The grimaces of strong and charismatic people are also contagious. A strong person, against his will, attracts attention to himself, forcing him to reckon with himself, listen and look at himself. So we have already noted his habit of frowning and biting the tip of a pencil in moments of reflection. Therefore, next to a strong personality, you can often find people with a very similar facial expression.

Emotions experienced by a large number of people at the same time are also contagious. So, on the faces of the funeral parlors, it was as if eternal grief was frozen, as a reflection of what they observe almost every day at their workplace. That is why the expressions on the faces of the police are so often similar to those of the bandits with whom they constantly communicate. But the face of the wedding toastmaster is much more often illuminated by a cheerful smile, even when he is not at work.

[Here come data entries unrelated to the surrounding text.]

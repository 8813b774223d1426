//! Light/dark theme persistence.
//!
//! The chosen theme is stored in `localStorage` and reflected as a
//! `data-theme` attribute on `<html>`. With nothing stored, the OS
//! `prefers-color-scheme` decides. SSR builds never touch the browser and
//! always report the light theme.

#[cfg(test)]
#[path = "theme_test.rs"]
mod theme_test;

#[cfg(feature = "hydrate")]
const STORAGE_KEY: &str = "surf.theme";

#[derive(Clone, Copy, Debug, Default, PartialEq, Eq)]
pub enum Theme {
    #[default]
    Light,
    Dark,
}

impl Theme {
    #[must_use]
    pub fn from_dark(dark: bool) -> Self {
        if dark { Self::Dark } else { Self::Light }
    }

    #[must_use]
    pub fn is_dark(self) -> bool {
        self == Self::Dark
    }

    /// Value written to storage and to the `data-theme` attribute.
    #[must_use]
    pub fn as_str(self) -> &'static str {
        match self {
            Self::Light => "light",
            Self::Dark => "dark",
        }
    }

    /// Parse a stored value; unknown strings mean "nothing stored".
    #[must_use]
    pub fn parse(raw: &str) -> Option<Self> {
        match raw.trim() {
            "light" => Some(Self::Light),
            "dark" => Some(Self::Dark),
            _ => None,
        }
    }

    #[must_use]
    pub fn flipped(self) -> Self {
        match self {
            Self::Light => Self::Dark,
            Self::Dark => Self::Light,
        }
    }

    /// Glyph for the toggle button (shows the theme you would switch to).
    #[must_use]
    pub fn toggle_icon(self) -> &'static str {
        match self {
            Self::Light => "☾",
            Self::Dark => "☀",
        }
    }
}

/// Stored theme, else the system preference, else light.
pub fn load() -> Theme {
    #[cfg(feature = "hydrate")]
    {
        let Some(window) = web_sys::window() else {
            return Theme::Light;
        };
        let stored = window
            .local_storage()
            .ok()
            .flatten()
            .and_then(|s| s.get_item(STORAGE_KEY).ok().flatten())
            .and_then(|raw| Theme::parse(&raw));
        if let Some(theme) = stored {
            return theme;
        }
        let prefers_dark = window
            .match_media("(prefers-color-scheme: dark)")
            .ok()
            .flatten()
            .is_some_and(|mq| mq.matches());
        Theme::from_dark(prefers_dark)
    }
    #[cfg(not(feature = "hydrate"))]
    {
        Theme::Light
    }
}

/// Reflect `theme` on the document root.
pub fn apply(theme: Theme) {
    #[cfg(feature = "hydrate")]
    {
        if let Some(root) = web_sys::window()
            .and_then(|w| w.document())
            .and_then(|d| d.document_element())
        {
            let _ = root.set_attribute("data-theme", theme.as_str());
        }
    }
    #[cfg(not(feature = "hydrate"))]
    {
        let _ = theme;
    }
}

/// Flip, apply, and persist. Returns the new theme.
pub fn toggle(current: Theme) -> Theme {
    let next = current.flipped();
    apply(next);
    #[cfg(feature = "hydrate")]
    {
        if let Some(storage) = web_sys::window().and_then(|w| w.local_storage().ok().flatten()) {
            let _ = storage.set_item(STORAGE_KEY, next.as_str());
        }
    }
    next
}
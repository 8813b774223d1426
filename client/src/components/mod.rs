//! Reusable UI component modules.
//!
//! SYSTEM CONTEXT
//! ==============
//! Components render the dashboard regions. Panes receive the page-owned
//! `RwSignal<ViewState>` as a prop and only call its operations; sidebar
//! chrome reads `UiState` from context.

pub mod detail_pane;
pub mod feedback_card;
pub mod list_pane;
pub mod sidebar;
pub mod status_view;
pub mod summary_bar;
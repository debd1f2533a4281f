//! Static Chart Renderer
//! Writes chart specifications to PNG files using plotters.
//!
//! Layout:
//! 1. Caption centered at the top
//! 2. Bar charts: one segment per category, labels under each bar
//! 3. Bubble charts: categories on x, circle radius from the point's relative size

use crate::charts::bindings::{BarChartSpec, BubbleChartSpec, ChartSpec};
use plotters::prelude::*;
use std::path::Path;
use thiserror::Error;

const BAR_FILL: RGBColor = RGBColor(91, 155, 213);
const BUBBLE_FILL: RGBColor = RGBColor(237, 125, 49);
const MAX_BUBBLE_RADIUS: f64 = 40.0;
const MIN_BUBBLE_RADIUS: f64 = 3.0;

#[derive(Error, Debug)]
pub enum RenderError {
    #[error("Nothing to render for chart '{0}'")]
    EmptyChart(String),
    #[error("Drawing failed: {0}")]
    Draw(String),
}

fn draw_err<E: std::fmt::Display>(e: E) -> RenderError {
    RenderError::Draw(e.to_string())
}

/// Renders charts to bitmap files.
pub struct StaticChartRenderer;

impl StaticChartRenderer {
    /// Render `spec` as a `width` x `height` PNG at `path`.
    pub fn render_png(
        spec: &ChartSpec,
        path: &Path,
        width: u32,
        height: u32,
    ) -> Result<(), RenderError> {
        if spec.is_empty() {
            return Err(RenderError::EmptyChart(spec.id().to_string()));
        }
        let root = BitMapBackend::new(path, (width, height)).into_drawing_area();
        root.fill(&WHITE).map_err(draw_err)?;

        match spec {
            ChartSpec::Bar(bar) => Self::draw_bar(&root, bar)?,
            ChartSpec::Bubble(bubble) => Self::draw_bubble(&root, bubble)?,
        }

        root.present().map_err(draw_err)?;
        Ok(())
    }

    /// Upper y bound with headroom above the tallest value.
    fn y_upper(values: impl Iterator<Item = f64>) -> f64 {
        let max = values.fold(0.0f64, f64::max);
        if max > 0.0 {
            max * 1.1
        } else {
            1.0
        }
    }

    fn draw_bar<DB: DrawingBackend>(
        root: &DrawingArea<DB, plotters::coord::Shift>,
        spec: &BarChartSpec,
    ) -> Result<(), RenderError> {
        let n = spec.bars.len();
        let y_max = Self::y_upper(spec.bars.iter().map(|b| b.value));

        let mut chart = ChartBuilder::on(root)
            .caption(&spec.title, ("sans-serif", 26))
            .margin(20)
            .x_label_area_size(60)
            .y_label_area_size(90)
            .build_cartesian_2d((0..n).into_segmented(), 0f64..y_max)
            .map_err(draw_err)?;

        let labels: Vec<String> = spec.bars.iter().map(|b| b.label.clone()).collect();
        let x_label_fmt = |v: &SegmentValue<usize>| match v {
            SegmentValue::CenterOf(i) => labels.get(*i).cloned().unwrap_or_default(),
            _ => String::new(),
        };

        chart
            .configure_mesh()
            .disable_x_mesh()
            .x_labels(n)
            .x_label_formatter(&x_label_fmt)
            .x_desc(spec.x_label.as_str())
            .y_desc(spec.y_label.as_str())
            .draw()
            .map_err(draw_err)?;

        chart
            .draw_series(
                Histogram::vertical(&chart)
                    .style(BAR_FILL.filled())
                    .margin(8)
                    .data(spec.bars.iter().enumerate().map(|(i, b)| (i, b.value))),
            )
            .map_err(draw_err)?;

        Ok(())
    }

    fn draw_bubble<DB: DrawingBackend>(
        root: &DrawingArea<DB, plotters::coord::Shift>,
        spec: &BubbleChartSpec,
    ) -> Result<(), RenderError> {
        let n = spec.points.len();
        let y_min = spec.points.iter().map(|p| p.y).fold(f64::INFINITY, f64::min);
        let y_max = spec.points.iter().map(|p| p.y).fold(f64::NEG_INFINITY, f64::max);
        let pad = ((y_max - y_min) * 0.15).max(1.0);

        let mut chart = ChartBuilder::on(root)
            .caption(&spec.title, ("sans-serif", 26))
            .margin(20)
            .x_label_area_size(60)
            .y_label_area_size(90)
            .build_cartesian_2d(-0.5f64..(n as f64 - 0.5), (y_min - pad)..(y_max + pad))
            .map_err(draw_err)?;

        let labels: Vec<String> = spec.points.iter().map(|p| p.label.clone()).collect();
        let x_label_fmt = |v: &f64| {
            let idx = v.round();
            if (v - idx).abs() > 1e-6 || idx < 0.0 {
                String::new()
            } else {
                labels.get(idx as usize).cloned().unwrap_or_default()
            }
        };

        chart
            .configure_mesh()
            .x_labels(n)
            .x_label_formatter(&x_label_fmt)
            .x_desc(spec.x_label.as_str())
            .y_desc(spec.y_label.as_str())
            .draw()
            .map_err(draw_err)?;

        chart
            .draw_series(spec.points.iter().map(|p| {
                let radius = MIN_BUBBLE_RADIUS + (MAX_BUBBLE_RADIUS - MIN_BUBBLE_RADIUS) * p.size;
                Circle::new((p.x, p.y), radius as i32, BUBBLE_FILL.mix(0.5).filled())
            }))
            .map_err(draw_err)?;

        Ok(())
    }
}
//! Session-level error type.

use crate::config::ConfigError;
use crate::data::{LoaderError, NormalizeError};
use polars::prelude::PolarsError;
use thiserror::Error;

#[derive(Error, Debug)]
pub enum DashboardError {
    #[error(transparent)]
    Config(#[from] ConfigError),
    #[error(transparent)]
    Load(#[from] LoaderError),
    #[error(transparent)]
    Normalize(#[from] NormalizeError),
    #[error("Export failed: {0}")]
    Export(#[from] PolarsError),
    #[error("Failed to write {}: {source}", .path.display())]
    Io {
        path: std::path::PathBuf,
        #[source]
        source: std::io::Error,
    },
}
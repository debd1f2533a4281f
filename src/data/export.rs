//! CSV Export Module
//! Writes a view of records back to the delimited format, UTF-8 encoded.

use crate::config::ColumnSchema;
use crate::data::record::{NumericField, Record};
use polars::prelude::*;
use std::io::Write;

/// Build a typed frame (region + six Float64 columns) from records in the given order.
pub fn records_to_frame<'a, I>(records: I, schema: &ColumnSchema) -> PolarsResult<DataFrame>
where
    I: IntoIterator<Item = &'a Record>,
{
    let records: Vec<&Record> = records.into_iter().collect();

    let regions: Vec<String> = records.iter().map(|r| r.region.clone()).collect();
    let mut columns = vec![Column::new(schema.region.as_str().into(), regions)];
    for field in NumericField::ALL {
        let values: Vec<f64> = records.iter().map(|r| r.get(field)).collect();
        columns.push(Column::new(schema.column(field).into(), values));
    }

    DataFrame::new(columns)
}

/// Serialize records as CSV with the schema header.
pub fn write_csv<'a, I, W>(records: I, schema: &ColumnSchema, writer: W) -> PolarsResult<()>
where
    I: IntoIterator<Item = &'a Record>,
    W: Write,
{
    let mut df = records_to_frame(records, schema)?;
    CsvWriter::new(writer).include_header(true).finish(&mut df)
}
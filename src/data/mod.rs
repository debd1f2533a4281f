//! Data module - CSV loading, normalization and export

mod export;
mod loader;
mod normalizer;
mod record;

pub use export::{records_to_frame, write_csv};
pub use loader::{parse_csv_text, DataLoader, DataSource, LoaderError, RawTable};
pub use normalizer::{parse_number, NormalizeError, Normalizer, THOUSANDS_SEPARATOR};
pub use record::{Dataset, NumericField, Record, UnknownFieldError};
//! Dashboard Configuration
//! File name, search locations, encoding and column naming for the registry extract.

use crate::data::NumericField;
use encoding_rs::Encoding;
use serde::{Deserialize, Serialize};
use std::path::{Path, PathBuf};
use thiserror::Error;

/// Environment variable naming an optional JSON config file.
pub const CONFIG_ENV_VAR: &str = "REGISTRY_DASHBOARD_CONFIG";

#[derive(Error, Debug)]
pub enum ConfigError {
    #[error("Failed to read config {}: {source}", .path.display())]
    Io {
        path: PathBuf,
        #[source]
        source: std::io::Error,
    },
    #[error("Invalid config JSON: {0}")]
    Json(#[from] serde_json::Error),
    #[error("Unknown text encoding label: {0}")]
    UnknownEncoding(String),
}

/// User-adjustable settings. Missing JSON keys fall back to the defaults.
#[derive(Debug, Clone, PartialEq, Serialize, Deserialize)]
#[serde(default)]
pub struct DashboardConfig {
    /// Column prefix, e.g. "2025년09월".
    pub period: String,
    pub region_column: String,
    pub file_name: String,
    /// Directories searched in order for `file_name`.
    pub search_dirs: Vec<PathBuf>,
    /// WHATWG encoding label of the source file.
    pub encoding: String,
    pub top_n: usize,
}

impl Default for DashboardConfig {
    fn default() -> Self {
        Self {
            period: "2025년09월".to_string(),
            region_column: "행정구역".to_string(),
            file_name: "202509_202509_jumindeungrogingumicsedaehyeonhwang_weolgan.csv".to_string(),
            search_dirs: vec![
                PathBuf::from("."),
                PathBuf::from("data"),
                PathBuf::from("pages"),
            ],
            encoding: "euc-kr".to_string(),
            top_n: 10,
        }
    }
}

impl DashboardConfig {
    /// Read a JSON config file.
    pub fn from_json_file(path: &Path) -> Result<Self, ConfigError> {
        let text = std::fs::read_to_string(path).map_err(|source| ConfigError::Io {
            path: path.to_path_buf(),
            source,
        })?;
        Ok(serde_json::from_str(&text)?)
    }

    /// Config from `REGISTRY_DASHBOARD_CONFIG` when set, defaults otherwise.
    pub fn from_env() -> Result<Self, ConfigError> {
        match std::env::var_os(CONFIG_ENV_VAR) {
            Some(path) => Self::from_json_file(Path::new(&path)),
            None => Ok(Self::default()),
        }
    }

    /// Candidate paths for the dataset, in priority order.
    pub fn candidate_paths(&self) -> Vec<PathBuf> {
        self.search_dirs
            .iter()
            .map(|dir| dir.join(&self.file_name))
            .collect()
    }

    pub fn resolve_encoding(&self) -> Result<&'static Encoding, ConfigError> {
        Encoding::for_label(self.encoding.as_bytes())
            .ok_or_else(|| ConfigError::UnknownEncoding(self.encoding.clone()))
    }

    pub fn schema(&self) -> ColumnSchema {
        ColumnSchema::new(&self.region_column, &self.period)
    }
}

/// Exact header names agreed between loader, normalizer and export.
#[derive(Debug, Clone, PartialEq, Eq)]
pub struct ColumnSchema {
    pub region: String,
    numeric: [String; 6],
}

impl ColumnSchema {
    pub fn new(region_column: &str, period: &str) -> Self {
        let numeric = NumericField::ALL.map(|f| {
            if period.is_empty() {
                f.column_suffix().to_string()
            } else {
                format!("{}_{}", period, f.column_suffix())
            }
        });
        Self {
            region: region_column.to_string(),
            numeric,
        }
    }

    /// Header text for a numeric field.
    pub fn column(&self, field: NumericField) -> &str {
        &self.numeric[field.index()]
    }

    /// Region column followed by the six numeric columns.
    pub fn header(&self) -> Vec<&str> {
        std::iter::once(self.region.as_str())
            .chain(self.numeric.iter().map(String::as_str))
            .collect()
    }
}

impl Default for ColumnSchema {
    fn default() -> Self {
        DashboardConfig::default().schema()
    }
}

That is why it is so important to surround yourself with the “right” people. Constantly rotating in the society of successful people, we acquire a piece of success for ourselves, and our manners and facial expressions become more calm and confident. Communicating with people who are devout (not fanatical), we ourselves become more tolerant, optimistic and benevolent, bringing spiritual light into our soul and illuminating our face with it. Constantly faced with happy married couples, we have much more chances to successfully build our relationship with the soul mate.

So, you and I have found out that the various psychological masks that we wear on our face are only a reflection of our inner world. But they are also able to influence us, subjugating our perception of the world. First, we put on these masks on ourselves, trying to try on a new role or defending ourselves from pain, and then we ourselves do not notice how these masks begin to rule our lives. To prevent this from happening, try to remain yourself in any situation. And we will talk about how to help yourself get rid of the mask in my next articles.